Im Gegensatz zu Zarakoglu glaubt Fleck nicht daran, dass Erdogan das Parlament gleich beseitigen kann. "Ich glaube, dass auch künftig das Parlament mitreden werden wird," sagt er.

Mehrheitsverhältnisse und Kampf gegen Terrorismus

Laura Lale Kabis von der Deutschen Gesellschaft für Auswärtige Politik sieht hinter der Maßnahme vor allem ein Ziel: Nämlich "die Mehrheitsverhältnisse langfristig zu verändern, um die Verfassung nach eigenen Interessen zu gestalten", sagt sie gegenüber t-online.de. Zudem wolle die AKP der türkischen Gesellschaft zeigen, dass sie gegen "den PKK-Terrorismus" vorgehe.

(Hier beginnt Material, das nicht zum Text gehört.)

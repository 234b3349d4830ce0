//! The structural layout of tracked tables, and the naming rule that binds
//! each current-state table to its history counterpart.
//!
//! The layout is serializable so deployment tooling can export it from one
//! database and recreate it on another. Identifier validation lives here:
//! backends interpolate these names into DDL and rely on `validate` having
//! rejected anything that is not a plain identifier.

use serde::{Deserialize, Serialize};

use crate::{Error, Result};

// ─── Naming rule ─────────────────────────────────────────────────────────────

/// Table-name prefix of the current-state side.
pub const CURRENT_PREFIX: &str = "temporal_";

/// Table-name prefix of the append-only history side.
pub const HISTORY_PREFIX: &str = "history_";

/// The entity key column every tracked table carries implicitly.
pub const KEY_COLUMN: &str = "id";

/// Column names reserved for the key and the temporal machinery; a
/// `TableDef` may not declare them.
pub const RESERVED_COLUMNS: &[&str] =
  &["id", "hid", "valid_from", "valid_to", "recorded_at"];

/// Physical name of the current-state table for a tracked table.
pub fn current_table(name: &str) -> String {
  format!("{CURRENT_PREFIX}{name}")
}

/// Physical name of the history table for a tracked table.
pub fn history_table(name: &str) -> String {
  format!("{HISTORY_PREFIX}{name}")
}

// ─── Column & table definitions ──────────────────────────────────────────────

/// Storage type of a tracked attribute column.
#[derive(Debug, Clone, Copy, PartialEq, Eq, Serialize, Deserialize)]
#[serde(rename_all = "lowercase")]
pub enum ColumnType {
  Integer,
  Real,
  Text,
  Bool,
}

/// One tracked attribute column.
#[derive(Debug, Clone, PartialEq, Eq, Serialize, Deserialize)]
pub struct ColumnDef {
  pub name:     String,
  pub ty:       ColumnType,
  pub nullable: bool,
}

impl ColumnDef {
  /// A nullable column — the common case.
  pub fn new(name: impl Into<String>, ty: ColumnType) -> Self {
    Self { name: name.into(), ty, nullable: true }
  }

  pub fn not_null(mut self) -> Self {
    self.nullable = false;
    self
  }
}

/// The definition of one tracked table: its name and attribute columns.
///
/// The entity key column and the temporal columns are implicit — every
/// tracked table has them and they never appear in a `TableDef`.
#[derive(Debug, Clone, PartialEq, Eq, Serialize, Deserialize)]
pub struct TableDef {
  pub name:    String,
  pub columns: Vec<ColumnDef>,
}

impl TableDef {
  pub fn new(name: impl Into<String>) -> Self {
    Self { name: name.into(), columns: Vec::new() }
  }

  pub fn with_column(mut self, column: ColumnDef) -> Self {
    self.columns.push(column);
    self
  }

  pub fn column(&self, name: &str) -> Option<&ColumnDef> {
    self.columns.iter().find(|c| c.name == name)
  }

  /// Check names: plain identifiers only, no reserved names, no duplicates.
  pub fn validate(&self) -> Result<()> {
    if !is_identifier(&self.name) {
      return Err(Error::InvalidIdentifier(self.name.clone()));
    }
    for (i, col) in self.columns.iter().enumerate() {
      if !is_identifier(&col.name) {
        return Err(Error::InvalidIdentifier(col.name.clone()));
      }
      if RESERVED_COLUMNS.contains(&col.name.as_str()) {
        return Err(Error::ReservedColumn {
          table:  self.name.clone(),
          column: col.name.clone(),
        });
      }
      if self.columns[..i].iter().any(|c| c.name == col.name) {
        return Err(Error::DuplicateColumn {
          table:  self.name.clone(),
          column: col.name.clone(),
        });
      }
    }
    Ok(())
  }
}

/// `[A-Za-z_][A-Za-z0-9_]*` — everything a backend may splice into DDL.
fn is_identifier(s: &str) -> bool {
  let mut chars = s.chars();
  match chars.next() {
    Some(c) if c.is_ascii_alphabetic() || c == '_' => {}
    _ => return false,
  }
  chars.all(|c| c.is_ascii_alphanumeric() || c == '_')
}

// ─── Layout ──────────────────────────────────────────────────────────────────

/// The complete, ordered structural description of a store — the unit of
/// schema-description export and import.
#[derive(Debug, Clone, Default, PartialEq, Eq, Serialize, Deserialize)]
pub struct Layout {
  pub tables: Vec<TableDef>,
}

impl Layout {
  pub fn to_json(&self) -> Result<String> {
    Ok(serde_json::to_string_pretty(self)?)
  }

  pub fn from_json(s: &str) -> Result<Self> {
    Ok(serde_json::from_str(s)?)
  }
}

#[cfg(test)]
mod tests {
  use super::*;

  fn items() -> TableDef {
    TableDef::new("items")
      .with_column(ColumnDef::new("label", ColumnType::Text).not_null())
      .with_column(ColumnDef::new("qty", ColumnType::Integer))
  }

  #[test]
  fn naming_rule_is_deterministic() {
    assert_eq!(current_table("items"), "temporal_items");
    assert_eq!(history_table("items"), "history_items");
  }

  #[test]
  fn validate_accepts_plain_identifiers() {
    assert!(items().validate().is_ok());
  }

  #[test]
  fn validate_rejects_reserved_and_duplicate_columns() {
    let reserved =
      TableDef::new("items").with_column(ColumnDef::new("valid_from", ColumnType::Text));
    assert!(matches!(
      reserved.validate(),
      Err(Error::ReservedColumn { .. })
    ));

    let dup = TableDef::new("items")
      .with_column(ColumnDef::new("label", ColumnType::Text))
      .with_column(ColumnDef::new("label", ColumnType::Integer));
    assert!(matches!(dup.validate(), Err(Error::DuplicateColumn { .. })));
  }

  #[test]
  fn validate_rejects_non_identifiers() {
    assert!(matches!(
      TableDef::new("items; DROP TABLE x").validate(),
      Err(Error::InvalidIdentifier(_))
    ));
    let bad_col =
      TableDef::new("items").with_column(ColumnDef::new("a b", ColumnType::Text));
    assert!(matches!(
      bad_col.validate(),
      Err(Error::InvalidIdentifier(_))
    ));
  }

  #[test]
  fn layout_json_round_trip() {
    let layout = Layout { tables: vec![items(), TableDef::new("empty")] };
    let json = layout.to_json().unwrap();
    assert_eq!(Layout::from_json(&json).unwrap(), layout);
  }
}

Es ist nicht das erste Mal, dass die Immunität von Abgeordneten aufgehoben wird. Bereits im März 1994 wurde die Immunität von sechs Abgeordneten der kurdischen Partei DEP aufgehoben. Die Polizei nahm die damaligen Volksvertreter teils mit rüden Mitteln direkt im Parlament fest. Sie wurden zu langjährigen Haftstrafen verurteilt.

Doch die Zeiten haben sich geändert: Heute sind Kurden auch außerhalb der PKK politisch gut organisiert. Was passieren würde, wenn Dutzende ihrer Abgeordneten verhaftet würden, ist nicht abzusehen.

Spannungen werden zunehmen

Die Vertriebenen würden ein Gegenparlament gründen, kündigt HDP-Politiker Zarakoglu geheimnisvoll an. Angedeutet hatte das auch schon der Co-Vorsitzende Demirtas.

Experte Fleck: "Die Folge wird erst einmal sein, dass Spannungen im politischen Prozess zunehmen werden.“ Die Aussagen von Demirtas seien "spontan und emotional".

Auf die Frage, ob er sich vorstellen kann, dass sich ein Parlament neben dem Parlament gründen könnte, antwortete Fleck: "In der Türkei ist alles vorstellbar."

Kabis: Eskalation möglich

Kabis kann sich eine Eskalation in der politischen Auseinandersetzung ebenfalls vorstellen. Zudem seien Proteste und Ausschreitungen in der Bevölkerung denkbar. Die Idee, ein Gegenparlament zu gründen, hält sie allerdings nicht für umsetzungsfähig.

HDP-Co-Vorsitzender Selahattin Demirtas sagte heute: "Wir werden Widerstand leisten." Es bleibt zu hoffen, dass alle Akteure in der Türkei eine gute Entscheidung treffen.